• _Instructions for the task_: Repeat all of the entries, please, keeping each line exact.

*** Records supplied Section Begins ***

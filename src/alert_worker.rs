//! src/alert_worker.rs

use crate::{
    configuration::Settings,
    domain::{PhoneNumber, Subscriber},
    sms_client::SmsClient,
    sms_templates::alert_body,
    startup::get_connection_pool,
    store::fetch_all_subscribers,
    weather_client::{current_view, WeatherClient},
};
use anyhow::Context;
use chrono::{Timelike, Utc};
use sqlx::PgPool;
use std::time::Duration;

pub async fn run_alert_worker_until_stopped(configuration: Settings) -> Result<(), anyhow::Error> {
    let connection_pool = get_connection_pool(&configuration.database);
    let weather_client = configuration.weather_client.client();
    let sms_client = configuration.sms_client.client();
    worker_loop(connection_pool, weather_client, sms_client).await
}

async fn worker_loop(
    pool: PgPool,
    weather_client: WeatherClient,
    sms_client: SmsClient,
) -> Result<(), anyhow::Error> {
    loop {
        tokio::time::sleep(until_next_hour()).await;
        // The tick is awaited to completion before the next boundary is
        // computed: a pass that outlives its hour skips boundaries instead
        // of overlapping with itself.
        match run_alert_tick(&pool, &weather_client, &sms_client).await {
            Ok(summary) => {
                tracing::info!(
                    delivered = summary.delivered,
                    failed = summary.failed,
                    "Alert tick completed."
                );
            }
            Err(e) => {
                tracing::error!(
                    error.cause_chain = ?e,
                    error.message = %e,
                    "Alert tick failed before reaching the subscriber loop."
                );
            }
        }
    }
}

fn until_next_hour() -> Duration {
    let now = Utc::now();
    let seconds_into_hour = u64::from(now.minute()) * 60 + u64::from(now.second());
    Duration::from_secs(3600 - seconds_into_hour)
}

#[derive(Debug, Default, PartialEq, Eq)]
pub struct TickSummary {
    pub delivered: u64,
    pub failed: u64,
}

/// One pass over the full subscriber set, sequentially and in store order.
/// A failing subscriber is logged and counted; it never aborts the pass.
#[tracing::instrument(name = "Running an alert tick.", skip_all)]
pub async fn run_alert_tick(
    pool: &PgPool,
    weather_client: &WeatherClient,
    sms_client: &SmsClient,
) -> Result<TickSummary, anyhow::Error> {
    let subscribers = fetch_all_subscribers(pool).await?;
    let mut summary = TickSummary::default();
    for subscriber in subscribers {
        match alert_subscriber(weather_client, sms_client, &subscriber).await {
            Ok(()) => summary.delivered += 1,
            Err(e) => {
                summary.failed += 1;
                tracing::error!(
                    error.cause_chain = ?e,
                    error.message = %e,
                    subscriber_phone = %subscriber.phone_number,
                    "Failed to deliver a weather alert. Skipping this subscriber.",
                );
            }
        }
    }
    Ok(summary)
}

#[tracing::instrument(
    name = "Sending a weather alert to a subscriber.",
    skip_all,
    fields(
        subscriber_phone = %subscriber.phone_number,
        subscriber_city = %subscriber.city
    )
)]
async fn alert_subscriber(
    weather_client: &WeatherClient,
    sms_client: &SmsClient,
    subscriber: &Subscriber,
) -> Result<(), anyhow::Error> {
    // Rows are only validated at subscribe time; skip anything that
    // no longer parses.
    let phone_number = PhoneNumber::parse(subscriber.phone_number.clone())
        .context("Stored phone number is invalid.")?;
    let payload = weather_client
        .fetch_weather(&subscriber.city)
        .await
        .context("Failed to fetch weather for the subscriber's city.")?;
    let current = payload
        .current_conditions
        .as_ref()
        .context("The weather provider returned no current conditions.")?;
    let body = alert_body(&subscriber.city, &current_view(current));
    sms_client
        .send_sms(&phone_number, &body)
        .await
        .context("Failed to dispatch the alert SMS.")?;
    Ok(())
}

*** Records supplied Section Ends ***

• _Finished task_:
filename src/alert_worker.rs
//! src/alert_worker.rs

use crate::{
    configuration::Settings,
    domain::{PhoneNumber, Subscriber},
    sms_client::SmsClient,
    sms_templates::alert_body,
    startup::get_connection_pool,
    store::fetch_all_subscribers,
    weather_client::{current_view, WeatherClient},
};
use anyhow::Context;
use chrono::{Timelike, Utc};
use sqlx::PgPool;
use std::time::Duration;

pub async fn run_alert_worker_until_stopped(configuration: Settings) -> Result<(), anyhow::Error> {
    let connection_pool = get_connection_pool(&configuration.database);
    let weather_client = configuration.weather_client.client();
    let sms_client = configuration.sms_client.client();
    worker_loop(connection_pool, weather_client, sms_client).await
}

async fn worker_loop(
    pool: PgPool,
    weather_client: WeatherClient,
    sms_client: SmsClient,
) -> Result<(), anyhow::Error> {
    loop {
        tokio::time::sleep(until_next_hour()).await;
        // The tick is awaited to completion before the next boundary is
        // computed: a pass that outlives its hour skips boundaries instead
        // of overlapping with itself.
        match run_alert_tick(&pool, &weather_client, &sms_client).await {
            Ok(summary) => {
                tracing::info!(
                    delivered = summary.delivered,
                    failed = summary.failed,
                    "Alert tick completed."
                );
            }
            Err(e) => {
                tracing::error!(
                    error.cause_chain = ?e,
                    error.message = %e,
                    "Alert tick failed before reaching the subscriber loop."
                );
            }
        }
    }
}

fn until_next_hour() -> Duration {
    let now = Utc::now();
    let seconds_into_hour = u64::from(now.minute()) * 60 + u64::from(now.second());
    Duration::from_secs(3600 - seconds_into_hour)
}

#[derive(Debug, Default, PartialEq, Eq)]
pub struct TickSummary {
    pub delivered: u64,
    pub failed: u64,
}

/// One pass over the full subscriber set, sequentially and in store order.
/// A failing subscriber is logged and counted; it never aborts the pass.
#[tracing::instrument(name = "Running an alert tick.", skip_all)]
pub async fn run_alert_tick(
    pool: &PgPool,
    weather_client: &WeatherClient,
    sms_client: &SmsClient,
) -> Result<TickSummary, anyhow::Error> {
    let subscribers = fetch_all_subscribers(pool).await?;
    let mut summary = TickSummary::default();
    for subscriber in subscribers {
        match alert_subscriber(weather_client, sms_client, &subscriber).await {
            Ok(()) => summary.delivered += 1,
            Err(e) => {
                summary.failed += 1;
                tracing::error!(
                    error.cause_chain = ?e,
                    error.message = %e,
                    subscriber_phone = %subscriber.phone_number,
                    "Failed to deliver a weather alert. Skipping this subscriber.",
                );
            }
        }
    }
    Ok(summary)
}

#[tracing::instrument(
    name = "Sending a weather alert to a subscriber.",
    skip_all,
    fields(
        subscriber_phone = %subscriber.phone_number,
        subscriber_city = %subscriber.city
    )
)]
async fn alert_subscriber(
    weather_client: &WeatherClient,
    sms_client: &SmsClient,
    subscriber: &Subscriber,
) -> Result<(), anyhow::Error> {
    // Rows are only validated at subscribe time; skip anything that
    // no longer parses.
    let phone_number = PhoneNumber::parse(subscriber.phone_number.clone())
        .context("Stored phone number is invalid.")?;
    let payload = weather_client
        .fetch_weather(&subscriber.city)
        .await
        .context("Failed to fetch weather for the subscriber's city.")?;
    let current = payload
        .current_conditions
        .as_ref()
        .context("The weather provider returned no current conditions.")?;
    let body = alert_body(&subscriber.city, &current_view(current));
    sms_client
        .send_sms(&phone_number, &body)
        .await
        .context("Failed to dispatch the alert SMS.")?;
    Ok(())
}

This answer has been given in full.